## What to work on
The first line of the entries through the line bearing "and retried with": copy these lines exactly and return nothing else.

Start of Exercise data

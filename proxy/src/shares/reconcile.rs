/// Block record reconciliation
///
/// Once the node has accepted a block, that acceptance is what counts; the
/// Redis record is only a mirror of it. When writing the record fails, the
/// record is handed to `BlockReconciler`, journaled to disk and retried with
/// exponential backoff in the background. Records still pending in the
/// journal at startup are retried again.

use chrono::Utc;
use num_bigint::BigUint;
use serde::{Deserialize, Serialize};
use std::collections::HashMap;
use std::path::{Path, PathBuf};
use std::sync::Arc;
use std::time::Duration;
use tokio::io::AsyncWriteExt;
use tokio::sync::{mpsc, Mutex};
use tokio::task::JoinHandle;

use super::storage::ShareBackend;
use super::validator::SubmitParams;
use crate::error::ProxyError;
use crate::metrics::prometheus as metrics;

/// Everything needed to repeat a `record_block` call
#[derive(Debug, Clone, PartialEq, Eq, Serialize, Deserialize)]
pub struct BlockRecord {
    pub login: String,
    pub worker: String,
    pub params: SubmitParams,
    pub share_difficulty: u64,
    #[serde(with = "decimal")]
    pub network_difficulty: BigUint,
    pub height: u64,
    pub hashrate_expiration_secs: u64,
    pub hostname: String,
    pub found_at: i64,
}

impl BlockRecord {
    pub fn hashrate_expiration(&self) -> Duration {
        Duration::from_secs(self.hashrate_expiration_secs)
    }

    fn journal_key(&self) -> String {
        format!("{}:{}", self.height, self.params.pow_key())
    }
}

/// Big integers as decimal strings in the journal
mod decimal {
    use num_bigint::BigUint;
    use serde::{de::Error, Deserialize, Deserializer, Serializer};

    pub fn serialize<S: Serializer>(value: &BigUint, serializer: S) -> Result<S::Ok, S::Error> {
        serializer.serialize_str(&value.to_str_radix(10))
    }

    pub fn deserialize<'de, D: Deserializer<'de>>(deserializer: D) -> Result<BigUint, D::Error> {
        let s = String::deserialize(deserializer)?;
        BigUint::parse_bytes(s.as_bytes(), 10).ok_or_else(|| D::Error::custom("invalid decimal"))
    }
}

#[derive(Debug, Clone, Copy, PartialEq, Eq, Serialize, Deserialize)]
#[serde(rename_all = "lowercase")]
pub enum JournalStatus {
    Pending,
    Recovered,
    Abandoned,
}

#[derive(Debug, Clone, Serialize, Deserialize)]
struct JournalEntry {
    status: JournalStatus,
    ts: i64,
    record: BlockRecord,
}

/// Append-only JSON-lines file of block records and what became of them
pub struct BlockJournal {
    path: PathBuf,
    lock: Mutex<()>,
}

impl BlockJournal {
    pub fn new(path: impl Into<PathBuf>) -> Self {
        Self {
            path: path.into(),
            lock: Mutex::new(()),
        }
    }

    pub fn path(&self) -> &Path {
        &self.path
    }

    pub async fn append(&self, status: JournalStatus, record: &BlockRecord) -> anyhow::Result<()> {
        let entry = JournalEntry {
            status,
            ts: Utc::now().timestamp(),
            record: record.clone(),
        };
        let mut line = serde_json::to_vec(&entry)?;
        line.push(b'\n');

        let _guard = self.lock.lock().await;
        let mut file = tokio::fs::OpenOptions::new()
            .create(true)
            .append(true)
            .open(&self.path)
            .await?;
        file.write_all(&line).await?;
        file.flush().await?;
        Ok(())
    }

    /// Records whose latest entry is still `pending`, oldest first.
    /// Unreadable lines are skipped.
    pub async fn pending(&self) -> anyhow::Result<Vec<BlockRecord>> {
        let txt = match tokio::fs::read_to_string(&self.path).await {
            Ok(txt) => txt,
            Err(e) if e.kind() == std::io::ErrorKind::NotFound => return Ok(Vec::new()),
            Err(e) => return Err(e.into()),
        };

        let mut order: Vec<String> = Vec::new();
        let mut latest: HashMap<String, JournalEntry> = HashMap::new();
        for line in txt.lines().filter(|l| !l.trim().is_empty()) {
            match serde_json::from_str::<JournalEntry>(line) {
                Ok(entry) => {
                    let key = entry.record.journal_key();
                    if !latest.contains_key(&key) {
                        order.push(key.clone());
                    }
                    latest.insert(key, entry);
                }
                Err(e) => tracing::warn!("Skipping unreadable journal line in {}: {}", self.path.display(), e),
            }
        }

        Ok(order
            .into_iter()
            .filter_map(|key| latest.remove(&key))
            .filter(|entry| entry.status == JournalStatus::Pending)
            .map(|entry| entry.record)
            .collect())
    }
}

#[derive(Debug, Clone, Copy, PartialEq, Eq)]
pub struct RetryPolicy {
    pub base_delay: Duration,
    pub max_attempts: u32,
}

impl Default for RetryPolicy {
    fn default() -> Self {
        Self {
            base_delay: Duration::from_secs(1),
            max_attempts: 5,
        }
    }
}

impl RetryPolicy {
    /// Wait before retry number `attempt` (0-based)
    pub fn delay(&self, attempt: u32) -> Duration {
        self.base_delay.saturating_mul(2u32.saturating_pow(attempt))
    }
}

/// Handle used by the share pipeline to hand over failed block records
#[derive(Clone)]
pub struct BlockReconciler {
    tx: mpsc::UnboundedSender<BlockRecord>,
}

impl BlockReconciler {
    /// Start the background reconciliation task.
    pub fn spawn(
        backend: Arc<dyn ShareBackend>,
        journal: Option<BlockJournal>,
        policy: RetryPolicy,
    ) -> (Self, JoinHandle<()>) {
        let (reconciler, rx) = Self::channel();
        let handle = tokio::spawn(run(rx, backend, journal.map(Arc::new), policy));
        (reconciler, handle)
    }

    /// A reconciler whose records go to the returned receiver instead of a
    /// background task.
    pub fn channel() -> (Self, mpsc::UnboundedReceiver<BlockRecord>) {
        let (tx, rx) = mpsc::unbounded_channel();
        (Self { tx }, rx)
    }

    pub fn enqueue(&self, record: BlockRecord) {
        tracing::warn!(
            "🧾 Block {} by {} queued for reconciliation",
            record.height,
            record.login
        );
        if let Err(e) = self.tx.send(record) {
            tracing::error!(
                "❌ Reconciliation queue closed, block record lost: height={} login={}",
                e.0.height,
                e.0.login
            );
        }
    }
}

async fn run(
    mut rx: mpsc::UnboundedReceiver<BlockRecord>,
    backend: Arc<dyn ShareBackend>,
    journal: Option<Arc<BlockJournal>>,
    policy: RetryPolicy,
) {
    if let Some(journal) = &journal {
        match journal.pending().await {
            Ok(records) => {
                if !records.is_empty() {
                    tracing::info!(
                        "🧾 Resuming {} pending block records from {}",
                        records.len(),
                        journal.path().display()
                    );
                }
                for record in records {
                    metrics::inc_reconcile_pending();
                    tokio::spawn(retry(backend.clone(), Some(journal.clone()), record, policy));
                }
            }
            Err(e) => tracing::error!("Failed to read block journal {}: {}", journal.path().display(), e),
        }
    }

    while let Some(record) = rx.recv().await {
        if let Some(journal) = &journal {
            if let Err(e) = journal.append(JournalStatus::Pending, &record).await {
                tracing::error!("Failed to journal block {}: {}", record.height, e);
            }
        }
        metrics::inc_reconcile_pending();
        tokio::spawn(retry(backend.clone(), journal.clone(), record, policy));
    }
}

/// Retry one record until it is written or the attempts run out.
/// Returns whether the record made it.
pub async fn retry(
    backend: Arc<dyn ShareBackend>,
    journal: Option<Arc<BlockJournal>>,
    record: BlockRecord,
    policy: RetryPolicy,
) -> bool {
    for attempt in 0..policy.max_attempts {
        tokio::time::sleep(policy.delay(attempt)).await;
        metrics::inc_reconcile_retries();

        let res = backend
            .record_block(
                &record.login,
                &record.worker,
                &record.params,
                record.share_difficulty,
                &record.network_difficulty,
                record.height,
                record.hashrate_expiration(),
                &record.hostname,
            )
            .await;

        // A registered proof of work only counts once its candidate is there
        let written = match res {
            Ok(true) => match backend.block_recorded(record.height, &record.params).await {
                Ok(true) => Ok(true),
                Ok(false) => Err(ProxyError::BackendWrite(
                    "proof of work registered without a block candidate".to_string(),
                )),
                Err(e) => Err(e),
            },
            other => other,
        };

        match written {
            Ok(existed) => {
                tracing::info!(
                    "✅ Block {} by {} reconciled on attempt {} (existed={})",
                    record.height,
                    record.login,
                    attempt + 1,
                    existed
                );
                finish(&journal, JournalStatus::Recovered, &record).await;
                metrics::inc_reconcile_recovered();
                metrics::dec_reconcile_pending();
                return true;
            }
            Err(e) => {
                tracing::warn!(
                    "⚠️  Block {} record attempt {}/{} failed: {}",
                    record.height,
                    attempt + 1,
                    policy.max_attempts,
                    e
                );
            }
        }
    }

    tracing::error!(
        "❌ Block {} by {} NOT recorded after {} attempts",
        record.height,
        record.login,
        policy.max_attempts
    );
    finish(&journal, JournalStatus::Abandoned, &record).await;
    metrics::inc_reconcile_abandoned();
    metrics::dec_reconcile_pending();
    false
}

async fn finish(journal: &Option<Arc<BlockJournal>>, status: JournalStatus, record: &BlockRecord) {
    if let Some(journal) = journal {
        if let Err(e) = journal.append(status, record).await {
            tracing::error!("Failed to journal block {}: {}", record.height, e);
        }
    }
}
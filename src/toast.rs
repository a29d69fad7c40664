use std::collections::VecDeque;

use crate::contact::Notice;

/// Only the newest toast is kept on screen.
pub const TOAST_LIMIT: usize = 1;
pub const TOAST_DURATION_MS: f64 = 5000.0;

#[derive(Debug, Clone, Copy, PartialEq, Eq, Hash)]
pub struct ToastId(u64);

#[derive(Debug, Clone, PartialEq, Eq)]
pub struct Toast {
    pub id: ToastId,
    pub notice: Notice,
}

#[derive(Debug, Clone, Default)]
pub struct ToastQueue {
    toasts: VecDeque<Toast>,
    next_id: u64,
}

impl ToastQueue {
    pub fn new() -> Self {
        Self::default()
    }

    pub fn push(&mut self, notice: Notice) -> ToastId {
        let id = ToastId(self.next_id);
        self.next_id += 1;
        self.toasts.push_front(Toast { id, notice });
        self.toasts.truncate(TOAST_LIMIT);
        id
    }

    pub fn dismiss(&mut self, id: ToastId) -> bool {
        let len = self.toasts.len();
        self.toasts.retain(|t| t.id != id);
        self.toasts.len() != len
    }

    /// Newest first.
    pub fn toasts(&self) -> impl Iterator<Item = &Toast> {
        self.toasts.iter()
    }

    pub fn len(&self) -> usize {
        self.toasts.len()
    }

    pub fn is_empty(&self) -> bool {
        self.toasts.is_empty()
    }
}

#[cfg(test)]
mod tests {
    use super::*;

    fn notice(title: &str) -> Notice {
        Notice {
            title: title.to_string(),
            description: String::new(),
        }
    }

    #[test]
    fn test_push_keeps_newest() {
        let mut q = ToastQueue::new();
        let first = q.push(notice("one"));
        let second = q.push(notice("two"));
        assert_ne!(first, second);
        assert_eq!(q.len(), 1);
        let shown = q.toasts().next().expect("a toast should be shown");
        assert_eq!(shown.id, second);
        assert_eq!(shown.notice.title, "two");
    }

    #[test]
    fn test_dismiss() {
        let mut q = ToastQueue::new();
        let id = q.push(notice("one"));
        assert!(q.dismiss(id));
        assert!(q.is_empty());
        assert!(!q.dismiss(id));
    }

    #[test]
    fn test_dismiss_evicted_id_is_noop() {
        let mut q = ToastQueue::new();
        let old = q.push(notice("one"));
        let new = q.push(notice("two"));
        assert!(!q.dismiss(old));
        assert_eq!(q.toasts().map(|t| t.id).collect::<Vec<_>>(), vec![new]);
    }

    #[test]
    fn test_repeated_sent_notices() {
        let mut q = ToastQueue::new();
        q.push(Notice::message_sent());
        q.push(Notice::message_sent());
        assert_eq!(q.len(), 1);
        assert_eq!(
            q.toasts().next().map(|t| t.notice.title.as_str()),
            Some("Message sent!")
        );
    }
}
#[cfg(any(feature = "ssr", feature = "hydrate"))]
pub mod app;
pub mod contact;
pub mod content;
pub mod reveal;
pub mod toast;

#[cfg(feature = "hydrate")]
#[wasm_bindgen::prelude::wasm_bindgen]
pub fn hydrate() {
    use crate::app::*;
    console_error_panic_hook::set_once();
    // a second init (e.g. hot reload) is harmless
    _ = console_log::init_with_level(log::Level::Debug);
    leptos::mount::hydrate_body(App);
}
use std::sync::LazyLock;

use chrono::{DateTime, Datelike};
use rust_embed::Embed;
use serde::Deserialize;
use thiserror::Error;

const PORTFOLIO_FILE: &str = "portfolio.json";

/// Served from the assets dir (`public/`).
pub const FAVICON_HREF: &str = "/favicon.svg";

static PORTFOLIO: LazyLock<Portfolio> =
    LazyLock::new(|| load_portfolio().expect("embedded portfolio content should parse"));

#[derive(Embed)]
#[folder = "content"]
pub struct ContentAssets;

#[derive(Error, Debug)]
pub enum ContentError {
    #[error("Content file not found: {0}")]
    NotFound(String),
    #[error("Couldn't parse {file}: {source}")]
    Parse {
        file: String,
        #[source]
        source: serde_json::Error,
    },
}

/// Decorative icons available to content entries.
#[derive(Debug, Clone, Copy, PartialEq, Eq, Deserialize)]
#[serde(rename_all = "kebab-case")]
pub enum Icon {
    Code,
    Palette,
    Database,
    Globe,
    User,
    Briefcase,
    GraduationCap,
    Send,
    Github,
    Linkedin,
    Mail,
    ExternalLink,
}

impl Icon {
    pub const ALL: [Icon; 12] = [
        Icon::Code,
        Icon::Palette,
        Icon::Database,
        Icon::Globe,
        Icon::User,
        Icon::Briefcase,
        Icon::GraduationCap,
        Icon::Send,
        Icon::Github,
        Icon::Linkedin,
        Icon::Mail,
        Icon::ExternalLink,
    ];

    /// Shapes drawn inside a 24x24 stroked `<svg>`.
    pub fn svg_body(self) -> &'static str {
        match self {
            Icon::Code => {
                r#"<polyline points="16 18 22 12 16 6"/><polyline points="8 6 2 12 8 18"/>"#
            }
            Icon::Palette => concat!(
                r#"<circle cx="13.5" cy="6.5" r=".5" fill="currentColor"/>"#,
                r#"<circle cx="17.5" cy="10.5" r=".5" fill="currentColor"/>"#,
                r#"<circle cx="8.5" cy="7.5" r=".5" fill="currentColor"/>"#,
                r#"<circle cx="6.5" cy="12.5" r=".5" fill="currentColor"/>"#,
                r#"<path d="M12 2C6.5 2 2 6.5 2 12s4.5 10 10 10c.926 0 1.648-.746 1.648-1.688 0-.437-.18-.835-.437-1.125-.29-.289-.438-.652-.438-1.125a1.64 1.64 0 0 1 1.668-1.668h1.996c3.051 0 5.555-2.503 5.555-5.554C21.965 6.012 17.461 2 12 2z"/>"#,
            ),
            Icon::Database => concat!(
                r#"<ellipse cx="12" cy="5" rx="9" ry="3"/>"#,
                r#"<path d="M3 5V19A9 3 0 0 0 21 19V5"/>"#,
                r#"<path d="M3 12A9 3 0 0 0 21 12"/>"#,
            ),
            Icon::Globe => concat!(
                r#"<circle cx="12" cy="12" r="10"/>"#,
                r#"<path d="M12 2a14.5 14.5 0 0 0 0 20 14.5 14.5 0 0 0 0-20"/>"#,
                r#"<path d="M2 12h20"/>"#,
            ),
            Icon::User => {
                r#"<path d="M19 21v-2a4 4 0 0 0-4-4H9a4 4 0 0 0-4 4v2"/><circle cx="12" cy="7" r="4"/>"#
            }
            Icon::Briefcase => concat!(
                r#"<path d="M16 20V4a2 2 0 0 0-2-2h-4a2 2 0 0 0-2 2v16"/>"#,
                r#"<rect width="20" height="14" x="2" y="6" rx="2"/>"#,
            ),
            Icon::GraduationCap => {
                r#"<path d="M22 10v6M2 10l10-5 10 5-10 5z"/><path d="M6 12v5c3 3 9 3 12 0v-5"/>"#
            }
            Icon::Send => r#"<path d="m22 2-7 20-4-9-9-4Z"/><path d="M22 2 11 13"/>"#,
            Icon::Github => concat!(
                r#"<path d="M15 22v-4a4.8 4.8 0 0 0-1-3.5c3 0 6-2 6-5.5.08-1.25-.27-2.48-1-3.5.28-1.15.28-2.35 0-3.5 0 0-1 0-3 1.5-2.64-.5-5.36-.5-8 0C6 2 5 2 5 2c-.3 1.15-.3 2.35 0 3.5A5.403 5.403 0 0 0 4 9c0 3.5 3 5.5 6 5.5-.39.49-.68 1.05-.85 1.65-.17.6-.22 1.23-.15 1.85v4"/>"#,
                r#"<path d="M9 18c-4.51 2-5-2-7-2"/>"#,
            ),
            Icon::Linkedin => concat!(
                r#"<path d="M16 8a6 6 0 0 1 6 6v7h-4v-7a2 2 0 0 0-2-2 2 2 0 0 0-2 2v7h-4v-7a6 6 0 0 1 6-6z"/>"#,
                r#"<rect width="4" height="12" x="2" y="9"/>"#,
                r#"<circle cx="4" cy="4" r="2"/>"#,
            ),
            Icon::Mail => concat!(
                r#"<rect width="20" height="16" x="2" y="4" rx="2"/>"#,
                r#"<path d="m22 7-8.97 5.7a1.94 1.94 0 0 1-2.06 0L2 7"/>"#,
            ),
            Icon::ExternalLink => concat!(
                r#"<path d="M15 3h6v6"/>"#,
                r#"<path d="M10 14 21 3"/>"#,
                r#"<path d="M18 13v6a2 2 0 0 1-2 2H5a2 2 0 0 1-2-2V8a2 2 0 0 1 2-2h6"/>"#,
            ),
        }
    }
}

#[derive(Debug, Clone, Copy, PartialEq, Eq)]
pub enum Section {
    About,
    Projects,
    Skills,
    Contact,
}

impl Section {
    pub const ALL: [Section; 4] = [
        Section::About,
        Section::Projects,
        Section::Skills,
        Section::Contact,
    ];

    pub fn id(self) -> &'static str {
        match self {
            Section::About => "about",
            Section::Projects => "projects",
            Section::Skills => "skills",
            Section::Contact => "contact",
        }
    }

    pub fn anchor(self) -> String {
        format!("#{}", self.id())
    }

    pub fn label(self) -> &'static str {
        match self {
            Section::About => "About",
            Section::Projects => "Projects",
            Section::Skills => "Skills",
            Section::Contact => "Contact",
        }
    }
}

#[derive(Debug, Clone, PartialEq, Deserialize)]
pub struct Project {
    pub title: String,
    pub description: String,
    pub icon: Icon,
    /// Gradient stops for the card banner.
    pub banner: String,
    /// Text colour class for the banner icon.
    pub tint: String,
    pub tags: Vec<String>,
    pub code_url: Option<String>,
    pub demo_url: Option<String>,
}

#[derive(Debug, Clone, PartialEq, Deserialize)]
pub struct SkillGroup {
    pub title: String,
    pub icon: Icon,
    pub tags: Vec<String>,
}

#[derive(Debug, Clone, PartialEq, Deserialize)]
pub struct ContactBlurb {
    pub title: String,
    pub description: String,
}

#[derive(Debug, Clone, PartialEq, Deserialize)]
pub struct SocialLink {
    pub label: String,
    pub icon: Icon,
    pub href: Option<String>,
}

#[derive(Debug, Clone, PartialEq, Deserialize)]
pub struct Portfolio {
    pub owner: String,
    pub tagline: String,
    pub about: Vec<String>,
    pub projects: Vec<Project>,
    pub skills: Vec<SkillGroup>,
    pub contact: ContactBlurb,
    pub socials: Vec<SocialLink>,
}

pub fn load_portfolio() -> Result<Portfolio, ContentError> {
    let file = ContentAssets::get(PORTFOLIO_FILE)
        .ok_or_else(|| ContentError::NotFound(PORTFOLIO_FILE.to_string()))?;
    parse_portfolio(&file.data)
}

fn parse_portfolio(data: &[u8]) -> Result<Portfolio, ContentError> {
    serde_json::from_slice(data).map_err(|source| ContentError::Parse {
        file: PORTFOLIO_FILE.to_string(),
        source,
    })
}

pub fn portfolio() -> &'static Portfolio {
    &PORTFOLIO
}

/// Year the site was built, taken from the timestamp recorded by build.rs.
pub fn build_year() -> i32 {
    DateTime::parse_from_rfc3339(env!("BUILD_TIME"))
        .map(|t| t.year())
        .unwrap_or(2025)
}

#[cfg(test)]
mod tests {
    use super::*;
    use pretty_assertions::assert_eq;

    #[test]
    fn test_embedded_portfolio_parses() {
        let p = load_portfolio().expect("portfolio should load");
        assert_eq!(p.owner, "Trupti Tekam");
        assert_eq!(p.about.len(), 2);
        assert_eq!(
            p.projects.iter().map(|p| p.title.as_str()).collect::<Vec<_>>(),
            vec!["Personal Portfolio", "Task Tracker App", "Modern UI Kit"]
        );
        assert_eq!(
            p.skills.iter().map(|s| s.title.as_str()).collect::<Vec<_>>(),
            vec!["Frontend", "Database", "Design"]
        );
        assert_eq!(p.skills[0].tags.len(), 7);
        assert_eq!(p.socials.len(), 3);
    }

    #[test]
    fn test_project_tags() {
        let p = portfolio();
        assert_eq!(
            p.projects[1].tags,
            vec!["React".to_string(), "Tailwind CSS".to_string(), "SQLite".to_string()]
        );
        assert_eq!(p.projects[0].icon, Icon::Palette);
        assert_eq!(p.projects[1].icon, Icon::Database);
    }

    #[test]
    fn test_nav_anchors() {
        let anchors = Section::ALL.iter().map(|s| s.anchor()).collect::<Vec<_>>();
        assert_eq!(anchors, vec!["#about", "#projects", "#skills", "#contact"]);
    }

    #[test]
    fn test_icon_names() {
        let icon: Icon = serde_json::from_str("\"graduation-cap\"").unwrap();
        assert_eq!(icon, Icon::GraduationCap);
        let icon: Icon = serde_json::from_str("\"external-link\"").unwrap();
        assert_eq!(icon, Icon::ExternalLink);
        assert!(serde_json::from_str::<Icon>("\"rocket\"").is_err());
    }

    #[test]
    fn test_every_icon_has_shapes() {
        const SHAPES: [&str; 5] = ["path", "circle", "rect", "ellipse", "polyline"];
        for icon in Icon::ALL {
            let body = icon.svg_body();
            let elements = body.split('<').skip(1).collect::<Vec<_>>();
            assert!(!elements.is_empty(), "{icon:?} draws nothing");
            assert!(body.starts_with('<'), "{icon:?}");
            for el in elements {
                let tag = el.split_whitespace().next().unwrap_or_default();
                assert!(SHAPES.contains(&tag), "{icon:?} uses <{tag}>");
                assert!(el.ends_with("/>"), "{icon:?} leaves <{tag}> open");
            }
        }
    }

    #[test]
    fn test_content_icons_are_drawable() {
        let p = portfolio();
        let used = p
            .projects
            .iter()
            .map(|p| p.icon)
            .chain(p.skills.iter().map(|s| s.icon))
            .chain(p.socials.iter().map(|s| s.icon));
        for icon in used {
            assert!(Icon::ALL.contains(&icon));
            assert!(!icon.svg_body().is_empty());
        }
    }

    #[test]
    fn test_favicon_is_shipped() {
        let path = std::path::Path::new(env!("CARGO_MANIFEST_DIR"))
            .join("public")
            .join(FAVICON_HREF.trim_start_matches('/'));
        assert!(path.is_file(), "missing {}", path.display());
    }

    #[test]
    fn test_parse_error() {
        let err = parse_portfolio(b"{\"owner\": 1}").unwrap_err();
        assert!(matches!(err, ContentError::Parse { .. }));
        assert!(err.to_string().starts_with("Couldn't parse portfolio.json"));
    }

    #[test]
    fn test_build_year() {
        assert!(build_year() >= 2024);
    }
}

End of Exercise data

## Output
filename proxy/src/shares/reconcile.rs
/// Block record reconciliation
///
/// Once the node has accepted a block, that acceptance is what counts; the
/// Redis record is only a mirror of it. When writing the record fails, the
/// record is handed to `BlockReconciler`, journaled to disk and retried with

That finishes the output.